Hull, and the sleeping giants who roll through cycles of overextension and disappointment, are comparatively lucky. Wigan Athletic, FA Cup winners in the last of their Premier League years in 2013, entered administration in July just a month after being sold to the mysterious, Hong Kong-based Next Leader Fund. A new buyer has been found but, pending an appeal, the resulting 12-point penalty means relegation. Following years of careful family ownership, their hollowing out has been traumatic, random, and a clear signal to the authorities of the need for change.

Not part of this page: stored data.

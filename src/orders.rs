// CSV order ingest: typed records, blank-code normalization, and the
// two-month due-date window.

use std::io::Read;
use std::path::Path;

use chrono::{Months, NaiveDate, NaiveDateTime, NaiveTime};
use csv::StringRecord;
use log::info;
use thiserror::Error;

/// Tokens the source table uses where no code exists.
const BLANK_TOKENS: [&str; 5] = ["", "nan", "None", "0", "NaN"];

/// Timestamp shapes seen in ERP exports.
const TIMESTAMP_FORMATS: [&str; 3] = ["%Y-%m-%d %H:%M:%S", "%Y-%m-%dT%H:%M:%S", "%d.%m.%Y %H:%M:%S"];
const DATE_FORMATS: [&str; 2] = ["%Y-%m-%d", "%d.%m.%Y"];

#[derive(Debug, Error)]
pub enum IngestError {
    #[error("could not read order table: {0}")]
    Table(#[from] csv::Error),
    #[error("order table is missing required column `{0}`")]
    MissingColumn(&'static str),
    #[error("row {row}: missing value for `{column}`")]
    MissingValue { row: usize, column: &'static str },
    #[error("row {row}: cannot parse `{value}` as {expected} for `{column}`")]
    BadValue {
        row: usize,
        column: &'static str,
        expected: &'static str,
        value: String,
    },
}

/// One order line as read from the table, codes already normalized.
#[derive(Clone, Debug)]
pub struct RawOrder {
    pub order_id: String,
    pub line_id: String,
    pub quantity_meters: f64,
    pub due_at: NaiveDateTime,
    /// Weft picks per cm; `None` when the table had no usable number.
    pub pick_density: Option<f64>,
    pub type_name: String,
    pub variant: Option<String>,
    pub ulak: Option<String>,
}

/// Positions of the required columns in the header row.
struct Columns {
    order_id: usize,
    line_id: usize,
    quantity: usize,
    due_at: usize,
    pick_density: usize,
    type_name: usize,
    variant: usize,
    ulak: usize,
}

impl Columns {
    fn locate(headers: &StringRecord) -> Result<Self, IngestError> {
        let find = |name: &'static str| {
            headers
                .iter()
                .position(|header| header.trim() == name)
                .ok_or(IngestError::MissingColumn(name))
        };
        Ok(Self {
            order_id: find("siparisId")?,
            line_id: find("siparisDetayId")?,
            quantity: find("hamMiktar")?,
            due_at: find("hamTermin")?,
            pick_density: find("atkiSikligi")?,
            type_name: find("tipAd")?,
            variant: find("varyantKodu")?,
            ulak: find("UlakKodu")?,
        })
    }
}

/// Reads the order table and keeps only the most recent two calendar
/// months relative to the latest due date in it.
pub fn read_orders(path: &Path) -> Result<Vec<RawOrder>, IngestError> {
    let reader = csv::ReaderBuilder::new().from_path(path)?;
    parse_table(reader)
}

fn parse_table<R: Read>(mut reader: csv::Reader<R>) -> Result<Vec<RawOrder>, IngestError> {
    let columns = Columns::locate(reader.headers()?)?;
    let mut orders = Vec::new();
    for (index, record) in reader.records().enumerate() {
        orders.push(parse_row(&record?, &columns, index + 1)?);
    }

    let Some(latest) = orders.iter().map(|order| order.due_at).max() else {
        return Ok(orders);
    };
    let cutoff = latest
        .checked_sub_months(Months::new(2))
        .unwrap_or(NaiveDateTime::MIN);
    let before = orders.len();
    orders.retain(|order| order.due_at >= cutoff);
    info!(
        "keeping {} of {before} order lines due on or after {cutoff}",
        orders.len(),
    );
    Ok(orders)
}

fn parse_row(record: &StringRecord, columns: &Columns, row: usize) -> Result<RawOrder, IngestError> {
    let cell = |column: &'static str, index: usize| {
        record
            .get(index)
            .map(str::trim)
            .ok_or(IngestError::MissingValue { row, column })
    };

    let quantity_raw = cell("hamMiktar", columns.quantity)?;
    let quantity_meters: f64 =
        quantity_raw
            .parse()
            .map_err(|_| IngestError::BadValue {
                row,
                column: "hamMiktar",
                expected: "a quantity in meters",
                value: quantity_raw.to_string(),
            })?;

    let due_raw = cell("hamTermin", columns.due_at)?;
    let due_at = parse_timestamp(due_raw).ok_or_else(|| IngestError::BadValue {
        row,
        column: "hamTermin",
        expected: "a timestamp",
        value: due_raw.to_string(),
    })?;

    // Mirrors the tolerant numeric coercion of the upstream export: an
    // unusable pick density means "unknown", not a rejected row.
    let pick_density = cell("atkiSikligi", columns.pick_density)?
        .parse::<f64>()
        .ok()
        .filter(|picks| *picks > 0.0);

    Ok(RawOrder {
        order_id: cell("siparisId", columns.order_id)?.to_string(),
        line_id: cell("siparisDetayId", columns.line_id)?.to_string(),
        quantity_meters,
        due_at,
        pick_density,
        type_name: cell("tipAd", columns.type_name)?.to_string(),
        variant: normalize_code(cell("varyantKodu", columns.variant)?),
        ulak: normalize_code(cell("UlakKodu", columns.ulak)?),
    })
}

/// Collapses the table's blank stand-ins (`""`, `"nan"`, `"None"`, `"0"`,
/// `"NaN"`, and a numeric-export `".0"` suffix) into a real absent code,
/// so downstream comparisons never touch sentinel strings.
pub fn normalize_code(raw: &str) -> Option<String> {
    let trimmed = raw.trim();
    let stripped = trimmed.strip_suffix(".0").unwrap_or(trimmed);
    if BLANK_TOKENS.contains(&stripped) {
        None
    } else {
        Some(stripped.to_string())
    }
}

fn parse_timestamp(value: &str) -> Option<NaiveDateTime> {
    for format in TIMESTAMP_FORMATS {
        if let Ok(timestamp) = NaiveDateTime::parse_from_str(value, format) {
            return Some(timestamp);
        }
    }
    for format in DATE_FORMATS {
        if let Ok(date) = NaiveDate::parse_from_str(value, format) {
            return Some(date.and_time(NaiveTime::MIN));
        }
    }
    None
}

#[cfg(test)]
mod tests {
    use super::*;

    fn parse(data: &str) -> Result<Vec<RawOrder>, IngestError> {
        parse_table(csv::ReaderBuilder::new().from_reader(data.as_bytes()))
    }

    const HEADER: &str = "siparisId,siparisDetayId,hamMiktar,hamTermin,atkiSikligi,tipAd,varyantKodu,UlakKodu\n";

    #[test]
    fn blank_stand_ins_become_absent_codes() {
        for token in ["", "nan", "None", "0", "NaN", "0.0", "  nan  "] {
            assert_eq!(normalize_code(token), None, "token {token:?}");
        }
    }

    #[test]
    fn numeric_export_suffix_is_stripped() {
        assert_eq!(normalize_code("7.0"), Some("7".to_string()));
        assert_eq!(normalize_code(" AB12 "), Some("AB12".to_string()));
        // Only a trailing ".0" is an export artifact.
        assert_eq!(normalize_code("10.05"), Some("10.05".to_string()));
    }

    #[test]
    fn rows_parse_into_typed_orders() {
        let orders = parse(&format!(
            "{HEADER}4711,1,1000.5,2025-06-30 12:00:00,15,dokuma,V1.0,nan\n"
        ))
        .unwrap();

        assert_eq!(orders.len(), 1);
        let order = &orders[0];
        assert_eq!(order.order_id, "4711");
        assert_eq!(order.line_id, "1");
        assert!((order.quantity_meters - 1000.5).abs() < f64::EPSILON);
        assert_eq!(order.pick_density, Some(15.0));
        assert_eq!(order.variant, Some("V1".to_string()));
        assert_eq!(order.ulak, None);
    }

    #[test]
    fn date_only_due_dates_are_accepted() {
        let orders = parse(&format!("{HEADER}1,1,100,2025-06-30,15,dokuma,V1,U1\n")).unwrap();
        assert_eq!(
            orders[0].due_at,
            NaiveDate::from_ymd_opt(2025, 6, 30).unwrap().and_time(NaiveTime::MIN)
        );
    }

    #[test]
    fn zero_or_garbled_pick_density_means_unknown() {
        let orders = parse(&format!(
            "{HEADER}1,1,100,2025-06-30,0,dokuma,V1,U1\n2,1,100,2025-06-30,x,dokuma,V1,U1\n"
        ))
        .unwrap();
        assert_eq!(orders[0].pick_density, None);
        assert_eq!(orders[1].pick_density, None);
    }

    #[test]
    fn missing_column_is_reported_by_name() {
        let err = parse("siparisId,siparisDetayId,hamMiktar,hamTermin,atkiSikligi,tipAd,varyantKodu\n")
            .unwrap_err();
        assert!(matches!(err, IngestError::MissingColumn("UlakKodu")));
    }

    #[test]
    fn unparseable_timestamp_identifies_the_row() {
        let err = parse(&format!(
            "{HEADER}1,1,100,2025-06-30,15,dokuma,V1,U1\n2,1,100,sometime,15,dokuma,V1,U1\n"
        ))
        .unwrap_err();
        assert!(err.to_string().contains("row 2"), "{err}");
        assert!(err.to_string().contains("hamTermin"), "{err}");
    }

    #[test]
    fn only_the_most_recent_two_months_survive() {
        let orders = parse(&format!(
            "{HEADER}\
             old,1,100,2025-01-15,15,dokuma,V1,U1\n\
             edge,1,100,2025-04-30,15,dokuma,V1,U1\n\
             new,1,100,2025-06-30,15,dokuma,V1,U1\n"
        ))
        .unwrap();
        let ids: Vec<&str> = orders.iter().map(|order| order.order_id.as_str()).collect();
        assert_eq!(ids, ["edge", "new"]);
    }

    #[test]
    fn empty_table_is_not_an_error() {
        assert!(parse(HEADER).unwrap().is_empty());
    }
}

In the midst of all that chaos, the Brentford way of doing things, taking them to the brink of a first top-flight season since the 1940s, stands out further. Owner Matthew Benham – also a majority shareholder in Danish Superliga champions FC Midtjylland – moved towards his 100 per cent stake with a few years of seven-figure investment up to 2014. He has since centred their approach on ingenuity, rather than hard cash.
On the field, the strategy is easy to describe but harder to execute. Brentford identify undervalued talent, loaning young players from bigger clubs or signing them on an upswing before cashing in. A ‘B’ team is favoured for prospects over a more expensive academy project. Head coaches have served short stints at times but the longer-term commitment to progressive, technically sound football has held.
It has worked: not only have the Bees competed well in their six Championship seasons, they have been demonstrably astute. According to analysis by 21st Club, they spent 41 per cent less than market value on recruitment, saving about UK£20 million in transfer fees since 2013.
By definition, of course, not every organisation gets to outperform the market. Still, there are fundamentals to the Brentford model that can be widely followed. The initial capacity of the Brentford Community Stadium was set after examining the potential supporter base with the help of data-led sports marketing agency Two Circles. They detected pockets of local fandom still out of the grasp of nearby giants like Chelsea, Tottenham Hotspur and Arsenal. These might be families looking for an affordable, welcoming experience, or blow-ins eager to check out a watchable London team on the rise.
A tailored sponsorship pitch is another part of the vision.
“Our new stadium is located on what we call the Golden Mile, from Sega down to Fullers’ Brewery in Chiswick,” explained chief executive Jon Varney, speaking to City AM in September. “We can deliver [locally based businesses] an unbelievable CSR platform right in the heart of the community they are embedded in.”
And while their old base is not the future, Brentford will want to retain a lot of what existed there. They are a friendly club and were hosts of an envied Championship away day, with an atmosphere more intimate than intimidating and a pub on every corner of the ground. Players would stroll post-match, washbags in hand, past groups of fans with pints.
As it happens, there will be one more game at Griffin Park. Brentford scorched through seven consecutive victories after the restart, eight in a row back to March, and threatened this week to usurp West Bromwich Albion in the second automatic promotion slot. Back-to-back defeats put paid to that – results are still the most fragile part of this business.
So a play-off semi-final will be the last competitive fixture before a new life begins. Brentford are exploring ways to give fans a farewell look at cherished surroundings once social distancing measures allow, though those might be one more set of memories never made in these extraordinary months.
Should Thomas Frank and his team actually complete that final step there will be plenty said about miracles and fairytales but there should be talk, as well, of what it has actually taken to get there. Even if they fall short, theirs is an example to be studied.
Right now, the whole sports industry is working in a different time, if not a different place. There is value in reminders of what sharp thinking can accomplish.